Em Manaus, uma das cidades mais afetadas pela Covid-19, a prefeitura ainda não se manifestou sobre a chance de sanção do reajuste de 50% para o prefeito. O projeto já foi aprovado pela Câmara. Lá, o salário do atual prefeito Artur Virgílio (PSDB) é de R$ 18 mil. Com o aumento, o novo prefeito David Almeida (Avante) deve receber R$ 27 mil em 2022. Já o vice-prefeito, subiria de R$ 17 mil para R$ 26 mil, enquanto os subsecretários e secretários de R$ 14 e R$ 15 mil, respectivamente, para R$ 19 mil e R$ 21 mil.
Já em Curitiba, a Câmara aprovou um reajuste linear de 3,14% para todos os servidores, aposentados e pensionistas. A proposta contempla a categoria de agentes políticos, o que inclui o prefeito Rafael Greca (DEM), o vice e os secretários. O percentual equivale ao IPCA entre outubro de 2019 e setembro de 2020. O impacto orçamentário é de R$ 22,5 milhões este ano e de R$ 139 milhões, em 2021.
Na justificativa, o prefeito diz que a proposta não traz riscos ao saneamento das contas. Esclarece ainda que atende aos critérios da lei complementar 173/2020 que criou o Programa de Enfrentamento ao Coronavírus, já que o reajuste de servidores estaria limitado à reposição da inflação medida pelo IPCA e não acima do índice, o que é vedado.
No Rio, o vereador Cesar Maia (DEM) chegou a propor em novembro um projeto que aumentava o salário de prefeito de R$ 20,5 mil para R$ 35,5 mil. Mas, ele pediu o arquivamento após a polêmica provocada pela proposta.
Professor do Departamento de Gestão Pública da FGV, Marco Antonio Teixeira, considera “preocupante” os aumentos salariais para prefeitos e seus pares em tempos de crise. Ele lembra que as capitais têm perdido arrecadação de seus principais impostos, como IPTU e ISS.

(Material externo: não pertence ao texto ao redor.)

//! Session file naming and on-disk artifact handling
//!
//! The session itself is a SQLite database owned by grammers; this module
//! only decides where it lives and knows which companion files the storage
//! engine leaves next to it.

use std::env;
use std::fs;
use std::path::PathBuf;

use tracing::debug;

use crate::console::{confirm, prompt};
use crate::error::Result;

/// Base name used when the user leaves the name prompt blank.
pub const DEFAULT_SESSION_NAME: &str = "my_telegram_session";

/// Extension the storage engine appends to the base path.
pub const SESSION_EXTENSION: &str = ".session";

/// A resolved session location: target directory plus extension-less base name.
#[derive(Debug, Clone, PartialEq, Eq)]
pub struct SessionPath {
    dir: PathBuf,
    name: String,
}

impl SessionPath {
    pub fn new(dir: impl Into<PathBuf>, name: &str) -> Self {
        Self {
            dir: dir.into(),
            name: normalize_name(name),
        }
    }

    /// Path without extension, as handed to the client library.
    pub fn base(&self) -> PathBuf {
        self.dir.join(&self.name)
    }

    pub fn name(&self) -> &str {
        &self.name
    }

    /// The main `.session` file.
    pub fn session_file(&self) -> PathBuf {
        self.dir.join(format!("{}{}", self.name, SESSION_EXTENSION))
    }

    /// SQLite journal companions (`-shm` and `-wal`) the storage engine may
    /// leave behind next to the main file.
    pub fn journal_files(&self) -> [PathBuf; 2] {
        [
            self.dir
                .join(format!("{}{}-shm", self.name, SESSION_EXTENSION)),
            self.dir
                .join(format!("{}{}-wal", self.name, SESSION_EXTENSION)),
        ]
    }

    /// Create the target directory tree if it does not exist yet.
    pub fn ensure_dir(&self) -> Result<()> {
        fs::create_dir_all(&self.dir)?;
        Ok(())
    }

    /// Best-effort removal of the session file and its journal companions.
    ///
    /// Missing files and removal errors are ignored; never fails.
    pub fn cleanup_artifacts(&self) {
        let [shm, wal] = self.journal_files();
        for file in [self.session_file(), shm, wal] {
            if file.exists() {
                match fs::remove_file(&file) {
                    Ok(()) => println!("🗑️  Removed: {}", file.display()),
                    Err(err) => debug!(file = %file.display(), "cleanup failed: {}", err),
                }
            }
        }
    }
}

/// Normalize a user-supplied base name: trim it, drop a trailing `.session`
/// the user may have typed, and fall back to the default when nothing is left.
pub fn normalize_name(raw: &str) -> String {
    let name = raw.trim();
    let name = name.strip_suffix(SESSION_EXTENSION).unwrap_or(name);
    if name.is_empty() {
        DEFAULT_SESSION_NAME.to_string()
    } else {
        name.to_string()
    }
}

/// Prompt for the base name and target directory, honoring CLI overrides.
///
/// The directory tree is created before returning, so the caller can hand
/// the path straight to the storage engine.
pub fn resolve_interactive(name: Option<String>, dir: Option<PathBuf>) -> Result<SessionPath> {
    println!();
    // SessionPath::new normalizes, so raw input is fine here
    let name = match name {
        Some(name) => name,
        None => prompt("📝 Session file name (without .session): ")?,
    };

    let current_dir = env::current_dir()?;
    let dir = match dir {
        Some(dir) => dir,
        None => {
            println!("📁 Current directory: {}", current_dir.display());
            if confirm("💾 Save the session here?", true)? {
                current_dir
            } else {
                let answer = prompt("📂 Enter a directory to save to: ")?;
                if answer.is_empty() {
                    current_dir
                } else {
                    PathBuf::from(answer)
                }
            }
        }
    };

    let path = SessionPath::new(dir, &name);
    path.ensure_dir()?;
    Ok(path)
}

#[cfg(test)]
mod tests {
    use super::*;
    use tempfile::tempdir;

    #[test]
    fn normalize_strips_session_extension() {
        assert_eq!(normalize_name("foo.session"), "foo");
        assert_eq!(normalize_name("foo"), "foo");
        assert_eq!(normalize_name("  foo.session  "), "foo");
    }

    #[test]
    fn normalize_strips_only_one_extension() {
        assert_eq!(normalize_name("foo.session.session"), "foo.session");
    }

    #[test]
    fn normalize_empty_falls_back_to_default() {
        assert_eq!(normalize_name(""), DEFAULT_SESSION_NAME);
        assert_eq!(normalize_name("   "), DEFAULT_SESSION_NAME);
        assert_eq!(normalize_name(".session"), DEFAULT_SESSION_NAME);
    }

    #[test]
    fn session_path_joins_dir_and_name() {
        let path = SessionPath::new("/tmp/sessions", "work");
        assert_eq!(path.base(), PathBuf::from("/tmp/sessions/work"));
        assert_eq!(
            path.session_file(),
            PathBuf::from("/tmp/sessions/work.session")
        );
    }

    #[test]
    fn session_path_normalizes_name() {
        let path = SessionPath::new("/tmp", "work.session");
        assert_eq!(path.name(), "work");

        let path = SessionPath::new("/tmp", "");
        assert_eq!(path.name(), DEFAULT_SESSION_NAME);
    }

    #[test]
    fn journal_files_follow_sqlite_naming() {
        let path = SessionPath::new("/tmp", "work");
        let [shm, wal] = path.journal_files();
        assert_eq!(shm, PathBuf::from("/tmp/work.session-shm"));
        assert_eq!(wal, PathBuf::from("/tmp/work.session-wal"));
    }

    #[test]
    fn ensure_dir_creates_intermediate_directories() {
        let temp = tempdir().expect("tempdir");
        let nested = temp.path().join("a").join("b").join("c");
        let path = SessionPath::new(&nested, "work");

        path.ensure_dir().expect("create dirs");
        assert!(nested.is_dir());

        // Idempotent on an existing directory
        path.ensure_dir().expect("create dirs again");
    }

    #[test]
    fn cleanup_removes_all_three_artifacts() {
        let temp = tempdir().expect("tempdir");
        let path = SessionPath::new(temp.path(), "work");

        let [shm, wal] = path.journal_files();
        for file in [path.session_file(), shm.clone(), wal.clone()] {
            std::fs::write(&file, b"stub").expect("write artifact");
        }

        path.cleanup_artifacts();

        assert!(!path.session_file().exists());
        assert!(!shm.exists());
        assert!(!wal.exists());
    }

    #[test]
    fn cleanup_is_silent_when_nothing_exists() {
        let temp = tempdir().expect("tempdir");
        let path = SessionPath::new(temp.path().join("missing"), "work");

        // Must not panic even though neither the files nor the dir exist
        path.cleanup_artifacts();
    }

    #[test]
    fn cleanup_leaves_unrelated_files_alone() {
        let temp = tempdir().expect("tempdir");
        let path = SessionPath::new(temp.path(), "work");

        let other = temp.path().join("other.session");
        std::fs::write(&other, b"keep").expect("write other");
        std::fs::write(path.session_file(), b"stub").expect("write session");

        path.cleanup_artifacts();

        assert!(other.exists());
        assert!(!path.session_file().exists());
    }
}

— As câmaras vivem num mundo isolado da realidade fiscal. O momento é inoportuno. Alarga-se o teto do funcionalismo e obviamente que as elites do serviço público se beneficiam.
Realidade fiscal
O economista Raul Velloso avalia que os salários de prefeitos, sobretudo o de São Paulo, estão aquém do patamar ideal. No entanto, afirma que a realidade fiscal não permite esse tipo de reajuste.
— Um aumento desse tipo não leva em conta o impacto duradouro que causará nas contas públicas, porque se reflete nas aposentadorias. Isso explica parte da explosão do comprometimento dos orçamentos com Previdência — afirma Velloso. — Mas quem olha o salário de prefeitos como o de São Paulo sabe que é quase impossível que ele viva com aquilo. É preciso de criatividade para encontrar uma forma de pagar mais que não seja encarada de forma pecuniária. Também é preciso ponderar que o cargo é um sacerdócio e tem outras vantagens, como estabilidade no emprego e aposentadoria integral.